## AIM OF THE TASK
Whenever a line of the records below contains the word "bool", copy that line.

********

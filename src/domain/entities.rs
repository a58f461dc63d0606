//! Domain entities mirrored from the content store.

use serde::Serialize;
use time::OffsetDateTime;

use crate::domain::{error::DomainError, portable_text::ContentBlock, types::Category};

/// Durable profile attached to an OAuth identity, keyed by email.
#[derive(Debug, Clone, PartialEq, Serialize)]
pub struct AuthorRecord {
    pub id: String,
    pub name: String,
    pub email: String,
    /// Avatar URL; empty when the provider never supplied one.
    pub image: String,
    pub github_id: Option<String>,
    pub trusted: bool,
    pub joined_at: OffsetDateTime,
}

impl AuthorRecord {
    pub fn avatar(&self) -> Option<&str> {
        (!self.image.is_empty()).then_some(self.image.as_str())
    }
}

#[derive(Debug, Clone, PartialEq, Serialize)]
pub struct MainImage {
    pub asset_id: String,
    pub url: Option<String>,
    pub alt: Option<String>,
}

#[derive(Debug, Clone, PartialEq, Serialize)]
pub struct PostRecord {
    pub id: String,
    pub title: String,
    pub slug: String,
    pub excerpt: Option<String>,
    pub content: Vec<ContentBlock>,
    pub published_at: Option<OffsetDateTime>,
    /// Free-text author name. Post counts join on this, not on the author id.
    pub author: Option<String>,
    pub category: Option<Category>,
    pub views: u64,
    pub comments_enabled: bool,
    pub main_image: Option<MainImage>,
}

#[derive(Debug, Clone, PartialEq, Serialize)]
pub struct CommentRecord {
    pub id: String,
    pub post_id: String,
    pub name: String,
    pub email: String,
    pub comment: String,
    pub rating: Rating,
    pub created_at: OffsetDateTime,
}

#[derive(Debug, Clone, PartialEq, Eq, Serialize)]
pub struct ImageAsset {
    pub id: String,
    pub url: String,
    pub content_type: String,
    pub filename: String,
}

/// Star rating attached to a comment, always within `1..=5`.
#[derive(Debug, Clone, Copy, PartialEq, Eq, PartialOrd, Ord, Serialize)]
#[serde(transparent)]
pub struct Rating(u8);

impl Rating {
    pub const MIN: u8 = 1;
    pub const MAX: u8 = 5;

    pub fn get(self) -> u8 {
        self.0
    }
}

impl Default for Rating {
    fn default() -> Self {
        Self(Self::MAX)
    }
}

impl TryFrom<i64> for Rating {
    type Error = DomainError;

    fn try_from(value: i64) -> Result<Self, Self::Error> {
        if (i64::from(Self::MIN)..=i64::from(Self::MAX)).contains(&value) {
            // Range checked above.
            Ok(Self(value as u8))
        } else {
            Err(DomainError::validation("Rating must be between 1 and 5"))
        }
    }
}

#[cfg(test)]
mod tests {
    use super::*;

    #[test]
    fn rating_rejects_out_of_range_values() {
        assert_eq!(Rating::try_from(1).map(Rating::get), Ok(1));
        assert_eq!(Rating::try_from(5).map(Rating::get), Ok(5));
        assert!(Rating::try_from(0).is_err());
        assert!(Rating::try_from(6).is_err());
        assert!(Rating::try_from(-3).is_err());
    }
}
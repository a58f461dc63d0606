use std::sync::{RwLock, RwLockReadGuard, RwLockWriteGuard};

use tracing::warn;

fn report_poisoned(target: &'static str, op: &'static str, lock_kind: &'static str) {
    warn!(
        op,
        target_module = target,
        lock_kind,
        result = "poisoned_recovered",
        "Recovered from poisoned page cache lock"
    );
}

/// Read guard that survives a panic in another holder; the cache only ever
/// holds regenerable pages.
pub(crate) fn rw_read<'a, T>(
    lock: &'a RwLock<T>,
    target: &'static str,
    op: &'static str,
) -> RwLockReadGuard<'a, T> {
    lock.read().unwrap_or_else(|poisoned| {
        report_poisoned(target, op, "rwlock.read");
        poisoned.into_inner()
    })
}

pub(crate) fn rw_write<'a, T>(
    lock: &'a RwLock<T>,
    target: &'static str,
    op: &'static str,
) -> RwLockWriteGuard<'a, T> {
    lock.write().unwrap_or_else(|poisoned| {
        report_poisoned(target, op, "rwlock.write");
        poisoned.into_inner()
    })
}

#[cfg(test)]
mod tests {
    use std::panic::{AssertUnwindSafe, catch_unwind};

    use super::*;

    #[test]
    fn poisoned_lock_is_recovered() {
        let lock = RwLock::new(1_u32);
        let _ = catch_unwind(AssertUnwindSafe(|| {
            let _guard = lock.write().expect("lock");
            panic!("poison");
        }));
        assert!(lock.is_poisoned());

        *rw_write(&lock, "test", "write") += 1;
        assert_eq!(*rw_read(&lock, "test", "read"), 2);
    }
}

********

## TASK SOLUTION
    pub trusted: bool,
    pub comments_enabled: bool,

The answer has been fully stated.